Work instruction -> For each line below, check for "cases"; give only the total of lines where it occurs.

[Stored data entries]
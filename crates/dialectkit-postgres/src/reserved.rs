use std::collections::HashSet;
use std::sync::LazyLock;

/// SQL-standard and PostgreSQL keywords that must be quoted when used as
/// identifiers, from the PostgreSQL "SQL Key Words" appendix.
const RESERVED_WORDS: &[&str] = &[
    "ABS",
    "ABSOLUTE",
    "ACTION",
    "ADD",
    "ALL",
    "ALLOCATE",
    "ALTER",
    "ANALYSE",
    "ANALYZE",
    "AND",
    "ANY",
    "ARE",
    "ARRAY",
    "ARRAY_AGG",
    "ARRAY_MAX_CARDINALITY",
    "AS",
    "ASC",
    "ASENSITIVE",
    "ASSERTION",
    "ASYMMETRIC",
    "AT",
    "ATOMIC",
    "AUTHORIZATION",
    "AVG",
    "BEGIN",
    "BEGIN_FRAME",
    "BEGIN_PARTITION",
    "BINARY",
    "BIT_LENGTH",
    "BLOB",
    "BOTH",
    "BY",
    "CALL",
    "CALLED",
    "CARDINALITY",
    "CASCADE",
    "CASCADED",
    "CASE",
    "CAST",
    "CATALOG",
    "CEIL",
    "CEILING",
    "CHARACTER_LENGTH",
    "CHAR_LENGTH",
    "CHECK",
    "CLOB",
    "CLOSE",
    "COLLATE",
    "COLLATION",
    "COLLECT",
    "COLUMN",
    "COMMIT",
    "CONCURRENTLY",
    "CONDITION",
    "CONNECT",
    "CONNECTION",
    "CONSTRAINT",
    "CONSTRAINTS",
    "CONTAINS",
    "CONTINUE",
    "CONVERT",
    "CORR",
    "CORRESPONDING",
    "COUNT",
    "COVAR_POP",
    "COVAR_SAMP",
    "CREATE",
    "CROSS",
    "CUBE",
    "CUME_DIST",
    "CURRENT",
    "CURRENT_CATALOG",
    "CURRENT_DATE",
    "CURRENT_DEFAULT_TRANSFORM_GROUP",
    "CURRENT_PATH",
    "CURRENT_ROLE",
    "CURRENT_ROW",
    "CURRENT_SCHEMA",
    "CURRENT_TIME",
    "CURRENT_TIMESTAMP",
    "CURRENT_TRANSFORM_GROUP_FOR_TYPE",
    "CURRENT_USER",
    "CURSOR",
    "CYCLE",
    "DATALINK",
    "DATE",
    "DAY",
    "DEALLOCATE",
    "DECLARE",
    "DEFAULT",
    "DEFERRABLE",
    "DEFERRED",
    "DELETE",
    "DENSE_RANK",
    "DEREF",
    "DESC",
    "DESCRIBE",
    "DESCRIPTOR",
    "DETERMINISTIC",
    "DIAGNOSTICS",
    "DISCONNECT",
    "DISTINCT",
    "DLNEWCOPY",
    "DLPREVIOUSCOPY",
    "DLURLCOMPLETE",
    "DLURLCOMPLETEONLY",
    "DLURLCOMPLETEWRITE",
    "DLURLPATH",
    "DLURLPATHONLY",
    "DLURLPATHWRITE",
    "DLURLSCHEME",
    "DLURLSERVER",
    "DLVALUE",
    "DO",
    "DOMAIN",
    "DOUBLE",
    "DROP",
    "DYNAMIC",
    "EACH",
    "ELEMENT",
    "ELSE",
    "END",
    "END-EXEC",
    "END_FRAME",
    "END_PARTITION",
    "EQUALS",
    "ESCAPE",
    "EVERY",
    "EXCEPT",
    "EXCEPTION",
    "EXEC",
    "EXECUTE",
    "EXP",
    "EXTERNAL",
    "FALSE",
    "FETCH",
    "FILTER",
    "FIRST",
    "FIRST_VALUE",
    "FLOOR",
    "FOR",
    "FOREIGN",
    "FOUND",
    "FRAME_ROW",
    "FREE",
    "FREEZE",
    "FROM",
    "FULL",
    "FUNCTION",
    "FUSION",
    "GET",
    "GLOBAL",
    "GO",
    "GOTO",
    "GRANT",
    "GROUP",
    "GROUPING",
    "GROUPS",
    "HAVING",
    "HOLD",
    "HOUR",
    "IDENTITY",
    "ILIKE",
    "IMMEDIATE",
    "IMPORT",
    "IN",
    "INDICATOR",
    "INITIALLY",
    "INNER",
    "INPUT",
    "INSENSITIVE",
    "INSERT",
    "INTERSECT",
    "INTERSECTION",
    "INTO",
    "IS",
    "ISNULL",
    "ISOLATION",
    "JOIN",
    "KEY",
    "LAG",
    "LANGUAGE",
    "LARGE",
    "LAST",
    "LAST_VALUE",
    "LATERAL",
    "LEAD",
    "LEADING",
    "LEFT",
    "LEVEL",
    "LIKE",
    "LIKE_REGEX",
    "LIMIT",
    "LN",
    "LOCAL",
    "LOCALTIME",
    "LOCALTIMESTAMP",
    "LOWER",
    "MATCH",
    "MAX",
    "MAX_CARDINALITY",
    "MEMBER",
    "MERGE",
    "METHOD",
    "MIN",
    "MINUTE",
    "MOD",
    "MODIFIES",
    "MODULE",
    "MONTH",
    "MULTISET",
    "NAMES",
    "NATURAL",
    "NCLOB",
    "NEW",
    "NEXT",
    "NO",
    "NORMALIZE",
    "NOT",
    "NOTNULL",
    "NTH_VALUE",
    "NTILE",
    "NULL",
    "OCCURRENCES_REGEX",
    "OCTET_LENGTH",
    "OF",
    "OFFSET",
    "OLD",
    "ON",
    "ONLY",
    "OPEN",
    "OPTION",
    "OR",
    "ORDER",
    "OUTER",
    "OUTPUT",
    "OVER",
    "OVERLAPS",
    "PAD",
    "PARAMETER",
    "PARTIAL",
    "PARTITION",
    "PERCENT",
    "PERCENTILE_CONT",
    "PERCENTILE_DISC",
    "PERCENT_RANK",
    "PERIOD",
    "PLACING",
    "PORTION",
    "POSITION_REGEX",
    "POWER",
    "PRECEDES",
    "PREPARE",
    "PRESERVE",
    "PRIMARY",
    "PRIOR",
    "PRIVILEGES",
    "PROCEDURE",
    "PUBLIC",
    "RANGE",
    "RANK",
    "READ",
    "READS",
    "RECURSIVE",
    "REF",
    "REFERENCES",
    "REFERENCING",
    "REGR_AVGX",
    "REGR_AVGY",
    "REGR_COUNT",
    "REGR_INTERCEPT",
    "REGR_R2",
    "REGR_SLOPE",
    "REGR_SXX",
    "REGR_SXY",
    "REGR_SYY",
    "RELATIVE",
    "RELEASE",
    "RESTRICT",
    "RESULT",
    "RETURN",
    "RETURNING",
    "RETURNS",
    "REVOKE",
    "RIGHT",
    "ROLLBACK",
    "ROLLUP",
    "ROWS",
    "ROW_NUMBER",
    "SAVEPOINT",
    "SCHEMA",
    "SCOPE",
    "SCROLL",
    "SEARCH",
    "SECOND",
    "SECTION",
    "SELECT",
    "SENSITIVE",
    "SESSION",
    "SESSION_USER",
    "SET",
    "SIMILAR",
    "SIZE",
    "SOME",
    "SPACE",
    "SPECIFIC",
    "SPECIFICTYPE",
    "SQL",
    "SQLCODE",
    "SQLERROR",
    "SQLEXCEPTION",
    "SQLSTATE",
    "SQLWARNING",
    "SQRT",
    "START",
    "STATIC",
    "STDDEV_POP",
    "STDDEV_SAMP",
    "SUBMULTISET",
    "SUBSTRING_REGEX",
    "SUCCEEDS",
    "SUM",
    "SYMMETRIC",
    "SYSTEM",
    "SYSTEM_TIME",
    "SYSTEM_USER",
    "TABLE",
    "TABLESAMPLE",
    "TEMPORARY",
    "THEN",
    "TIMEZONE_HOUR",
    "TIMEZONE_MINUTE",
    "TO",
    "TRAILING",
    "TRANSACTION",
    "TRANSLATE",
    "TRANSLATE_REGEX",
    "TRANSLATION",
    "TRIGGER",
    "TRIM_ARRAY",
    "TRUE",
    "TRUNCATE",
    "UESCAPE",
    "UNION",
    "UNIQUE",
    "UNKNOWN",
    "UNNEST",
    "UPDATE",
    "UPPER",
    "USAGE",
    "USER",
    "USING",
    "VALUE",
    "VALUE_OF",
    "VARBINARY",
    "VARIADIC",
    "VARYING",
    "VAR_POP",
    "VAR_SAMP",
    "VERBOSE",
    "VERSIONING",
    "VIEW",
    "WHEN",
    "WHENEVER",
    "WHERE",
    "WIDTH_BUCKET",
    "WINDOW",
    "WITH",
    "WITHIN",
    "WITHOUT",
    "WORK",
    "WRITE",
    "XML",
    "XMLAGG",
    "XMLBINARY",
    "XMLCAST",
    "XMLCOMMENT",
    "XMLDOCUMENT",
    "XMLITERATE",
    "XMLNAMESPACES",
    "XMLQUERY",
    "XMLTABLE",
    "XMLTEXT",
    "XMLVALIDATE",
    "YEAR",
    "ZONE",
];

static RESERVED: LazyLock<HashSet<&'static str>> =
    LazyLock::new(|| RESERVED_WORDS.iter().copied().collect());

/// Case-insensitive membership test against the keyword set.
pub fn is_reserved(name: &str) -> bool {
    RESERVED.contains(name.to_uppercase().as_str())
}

==

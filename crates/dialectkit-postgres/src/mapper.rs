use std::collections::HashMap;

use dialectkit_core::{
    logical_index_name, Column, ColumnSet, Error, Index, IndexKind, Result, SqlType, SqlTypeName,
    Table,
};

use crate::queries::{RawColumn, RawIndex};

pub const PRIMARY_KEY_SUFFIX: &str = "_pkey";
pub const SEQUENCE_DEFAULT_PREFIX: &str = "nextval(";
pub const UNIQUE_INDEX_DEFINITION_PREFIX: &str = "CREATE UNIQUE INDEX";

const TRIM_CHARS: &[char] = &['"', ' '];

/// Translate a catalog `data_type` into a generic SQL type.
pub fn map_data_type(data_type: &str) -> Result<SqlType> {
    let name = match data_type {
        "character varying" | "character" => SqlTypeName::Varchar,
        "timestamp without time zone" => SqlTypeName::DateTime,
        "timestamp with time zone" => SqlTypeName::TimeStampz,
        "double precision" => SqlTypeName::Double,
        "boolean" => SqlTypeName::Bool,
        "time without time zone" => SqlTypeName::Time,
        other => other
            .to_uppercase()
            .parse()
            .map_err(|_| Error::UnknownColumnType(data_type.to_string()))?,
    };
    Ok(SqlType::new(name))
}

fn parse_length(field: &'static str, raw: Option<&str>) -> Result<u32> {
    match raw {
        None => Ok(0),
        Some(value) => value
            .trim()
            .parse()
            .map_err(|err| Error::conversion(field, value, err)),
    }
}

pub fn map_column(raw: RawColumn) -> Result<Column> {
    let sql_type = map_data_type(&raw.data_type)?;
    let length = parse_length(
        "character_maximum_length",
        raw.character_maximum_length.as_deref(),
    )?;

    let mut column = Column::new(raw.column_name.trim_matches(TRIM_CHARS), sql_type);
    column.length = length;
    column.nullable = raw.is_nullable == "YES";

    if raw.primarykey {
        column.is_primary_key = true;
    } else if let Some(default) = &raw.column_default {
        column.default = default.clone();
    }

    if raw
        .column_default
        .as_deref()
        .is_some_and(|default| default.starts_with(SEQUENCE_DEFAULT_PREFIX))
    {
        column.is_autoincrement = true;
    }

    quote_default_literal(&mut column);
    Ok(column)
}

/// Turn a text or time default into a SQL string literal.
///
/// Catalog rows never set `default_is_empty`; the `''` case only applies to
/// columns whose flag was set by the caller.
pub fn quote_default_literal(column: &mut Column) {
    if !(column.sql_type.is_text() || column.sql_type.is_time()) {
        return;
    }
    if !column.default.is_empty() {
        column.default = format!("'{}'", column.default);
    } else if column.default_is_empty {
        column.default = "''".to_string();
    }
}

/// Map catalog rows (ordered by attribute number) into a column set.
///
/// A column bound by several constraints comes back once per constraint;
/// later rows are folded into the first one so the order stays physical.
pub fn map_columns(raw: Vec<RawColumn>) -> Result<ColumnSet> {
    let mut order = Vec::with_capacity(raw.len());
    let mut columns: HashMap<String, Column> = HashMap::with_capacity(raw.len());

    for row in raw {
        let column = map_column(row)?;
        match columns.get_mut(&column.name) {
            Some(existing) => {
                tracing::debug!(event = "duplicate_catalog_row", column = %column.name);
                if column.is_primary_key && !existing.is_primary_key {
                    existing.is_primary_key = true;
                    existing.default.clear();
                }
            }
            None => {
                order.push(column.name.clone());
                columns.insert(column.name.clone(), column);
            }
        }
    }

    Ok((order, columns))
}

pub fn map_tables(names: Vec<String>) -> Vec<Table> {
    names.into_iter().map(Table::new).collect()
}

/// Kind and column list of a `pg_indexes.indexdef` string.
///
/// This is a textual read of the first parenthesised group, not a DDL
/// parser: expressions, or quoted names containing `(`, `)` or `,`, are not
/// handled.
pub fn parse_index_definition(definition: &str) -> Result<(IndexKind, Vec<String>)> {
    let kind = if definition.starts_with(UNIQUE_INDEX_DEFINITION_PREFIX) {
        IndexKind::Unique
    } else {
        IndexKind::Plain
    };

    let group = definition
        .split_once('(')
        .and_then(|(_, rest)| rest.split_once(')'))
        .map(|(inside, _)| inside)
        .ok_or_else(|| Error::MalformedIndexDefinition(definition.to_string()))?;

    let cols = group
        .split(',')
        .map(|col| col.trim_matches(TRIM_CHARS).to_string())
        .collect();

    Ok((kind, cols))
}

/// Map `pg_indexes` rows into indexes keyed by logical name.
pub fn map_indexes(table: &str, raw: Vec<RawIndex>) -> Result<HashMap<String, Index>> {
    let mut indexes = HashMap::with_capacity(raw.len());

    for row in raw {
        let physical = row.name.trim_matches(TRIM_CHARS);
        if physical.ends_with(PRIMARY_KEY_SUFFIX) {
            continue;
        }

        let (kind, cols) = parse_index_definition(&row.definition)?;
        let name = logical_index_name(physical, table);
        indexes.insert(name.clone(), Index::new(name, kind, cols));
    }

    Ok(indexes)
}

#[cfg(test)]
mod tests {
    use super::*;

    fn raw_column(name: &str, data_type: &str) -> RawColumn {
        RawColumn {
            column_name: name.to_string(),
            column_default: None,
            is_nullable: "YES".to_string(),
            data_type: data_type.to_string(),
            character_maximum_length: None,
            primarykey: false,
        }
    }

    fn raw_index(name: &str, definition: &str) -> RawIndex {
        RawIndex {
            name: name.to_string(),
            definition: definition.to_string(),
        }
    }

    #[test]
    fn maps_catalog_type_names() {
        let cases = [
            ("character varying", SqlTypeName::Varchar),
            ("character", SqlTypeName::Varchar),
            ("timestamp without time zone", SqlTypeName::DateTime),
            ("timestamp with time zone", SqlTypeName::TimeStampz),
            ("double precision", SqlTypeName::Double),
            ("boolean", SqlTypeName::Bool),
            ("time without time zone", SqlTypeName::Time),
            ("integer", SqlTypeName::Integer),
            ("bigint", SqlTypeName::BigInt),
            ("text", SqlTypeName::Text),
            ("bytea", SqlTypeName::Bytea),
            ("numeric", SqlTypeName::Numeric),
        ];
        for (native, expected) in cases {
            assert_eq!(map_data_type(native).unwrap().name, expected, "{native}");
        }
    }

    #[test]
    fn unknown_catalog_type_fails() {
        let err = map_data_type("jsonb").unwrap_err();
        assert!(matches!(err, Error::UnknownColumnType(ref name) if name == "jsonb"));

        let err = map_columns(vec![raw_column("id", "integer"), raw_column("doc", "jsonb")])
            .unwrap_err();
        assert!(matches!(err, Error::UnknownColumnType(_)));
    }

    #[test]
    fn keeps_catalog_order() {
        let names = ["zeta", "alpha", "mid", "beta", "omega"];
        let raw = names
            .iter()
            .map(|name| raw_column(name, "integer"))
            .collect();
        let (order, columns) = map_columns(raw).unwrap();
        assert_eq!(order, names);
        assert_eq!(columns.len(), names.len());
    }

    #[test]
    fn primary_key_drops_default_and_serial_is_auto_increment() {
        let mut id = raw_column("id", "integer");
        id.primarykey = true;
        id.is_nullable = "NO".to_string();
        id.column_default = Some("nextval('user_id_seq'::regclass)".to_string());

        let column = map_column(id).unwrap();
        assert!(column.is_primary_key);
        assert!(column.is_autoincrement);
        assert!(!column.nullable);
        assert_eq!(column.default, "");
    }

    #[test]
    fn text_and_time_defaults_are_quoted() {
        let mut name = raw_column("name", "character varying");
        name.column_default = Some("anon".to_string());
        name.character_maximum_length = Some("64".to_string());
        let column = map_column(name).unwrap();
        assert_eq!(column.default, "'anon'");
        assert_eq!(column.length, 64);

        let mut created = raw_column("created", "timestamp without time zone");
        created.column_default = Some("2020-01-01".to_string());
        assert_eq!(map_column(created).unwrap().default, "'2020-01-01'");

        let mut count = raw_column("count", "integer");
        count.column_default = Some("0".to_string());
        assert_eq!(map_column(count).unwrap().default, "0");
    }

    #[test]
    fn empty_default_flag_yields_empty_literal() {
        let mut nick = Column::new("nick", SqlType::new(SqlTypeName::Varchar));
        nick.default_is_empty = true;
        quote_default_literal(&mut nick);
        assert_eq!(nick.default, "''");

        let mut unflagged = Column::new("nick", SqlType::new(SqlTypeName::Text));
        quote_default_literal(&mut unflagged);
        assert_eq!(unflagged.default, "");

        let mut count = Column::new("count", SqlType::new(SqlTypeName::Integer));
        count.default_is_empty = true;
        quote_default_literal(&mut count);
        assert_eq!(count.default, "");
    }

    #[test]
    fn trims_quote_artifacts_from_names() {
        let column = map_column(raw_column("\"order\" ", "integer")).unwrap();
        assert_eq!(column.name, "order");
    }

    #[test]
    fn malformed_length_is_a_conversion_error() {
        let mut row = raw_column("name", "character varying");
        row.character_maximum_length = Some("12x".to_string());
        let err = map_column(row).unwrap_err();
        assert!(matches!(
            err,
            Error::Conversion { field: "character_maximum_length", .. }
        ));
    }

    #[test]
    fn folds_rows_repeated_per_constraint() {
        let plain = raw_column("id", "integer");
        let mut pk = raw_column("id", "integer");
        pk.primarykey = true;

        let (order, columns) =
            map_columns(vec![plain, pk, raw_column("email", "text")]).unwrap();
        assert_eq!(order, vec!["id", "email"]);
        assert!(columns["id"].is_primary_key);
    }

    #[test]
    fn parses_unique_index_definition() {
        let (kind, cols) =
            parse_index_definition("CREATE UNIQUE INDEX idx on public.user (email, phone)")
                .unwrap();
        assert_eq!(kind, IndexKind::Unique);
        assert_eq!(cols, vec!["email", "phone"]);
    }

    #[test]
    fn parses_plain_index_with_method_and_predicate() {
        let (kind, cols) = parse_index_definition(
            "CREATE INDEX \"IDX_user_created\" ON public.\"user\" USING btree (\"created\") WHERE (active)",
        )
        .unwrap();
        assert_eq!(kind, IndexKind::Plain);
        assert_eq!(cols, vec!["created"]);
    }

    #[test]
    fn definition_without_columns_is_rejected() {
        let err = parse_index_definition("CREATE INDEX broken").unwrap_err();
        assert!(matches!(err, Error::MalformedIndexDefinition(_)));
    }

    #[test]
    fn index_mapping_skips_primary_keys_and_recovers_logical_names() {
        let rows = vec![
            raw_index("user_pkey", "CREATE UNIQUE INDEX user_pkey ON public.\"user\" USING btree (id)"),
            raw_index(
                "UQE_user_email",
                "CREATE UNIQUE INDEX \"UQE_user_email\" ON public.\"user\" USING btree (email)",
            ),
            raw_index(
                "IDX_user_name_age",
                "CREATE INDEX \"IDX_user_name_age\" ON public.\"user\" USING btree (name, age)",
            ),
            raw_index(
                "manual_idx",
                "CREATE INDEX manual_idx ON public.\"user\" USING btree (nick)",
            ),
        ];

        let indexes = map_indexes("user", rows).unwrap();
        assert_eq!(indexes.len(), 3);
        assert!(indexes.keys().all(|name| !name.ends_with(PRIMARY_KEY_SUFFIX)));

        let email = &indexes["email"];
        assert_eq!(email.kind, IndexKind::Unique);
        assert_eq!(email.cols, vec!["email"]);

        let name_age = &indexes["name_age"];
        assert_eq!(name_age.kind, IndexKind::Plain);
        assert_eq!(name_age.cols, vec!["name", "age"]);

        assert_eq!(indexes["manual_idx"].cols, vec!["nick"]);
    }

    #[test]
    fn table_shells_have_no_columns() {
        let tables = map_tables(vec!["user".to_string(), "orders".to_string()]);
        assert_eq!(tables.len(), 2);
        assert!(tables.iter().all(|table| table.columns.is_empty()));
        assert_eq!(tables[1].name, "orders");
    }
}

==

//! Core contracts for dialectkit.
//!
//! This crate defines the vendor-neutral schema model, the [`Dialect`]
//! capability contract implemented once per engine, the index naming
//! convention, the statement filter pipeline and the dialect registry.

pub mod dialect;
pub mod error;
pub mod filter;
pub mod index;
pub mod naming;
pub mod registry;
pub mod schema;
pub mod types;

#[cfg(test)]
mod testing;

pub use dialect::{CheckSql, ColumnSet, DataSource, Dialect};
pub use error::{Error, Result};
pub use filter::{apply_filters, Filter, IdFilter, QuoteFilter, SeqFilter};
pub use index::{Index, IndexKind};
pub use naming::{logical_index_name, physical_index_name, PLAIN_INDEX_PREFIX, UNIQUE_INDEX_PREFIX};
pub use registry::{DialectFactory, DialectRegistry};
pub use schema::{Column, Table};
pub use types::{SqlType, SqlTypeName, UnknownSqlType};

Solution to the problem -> 2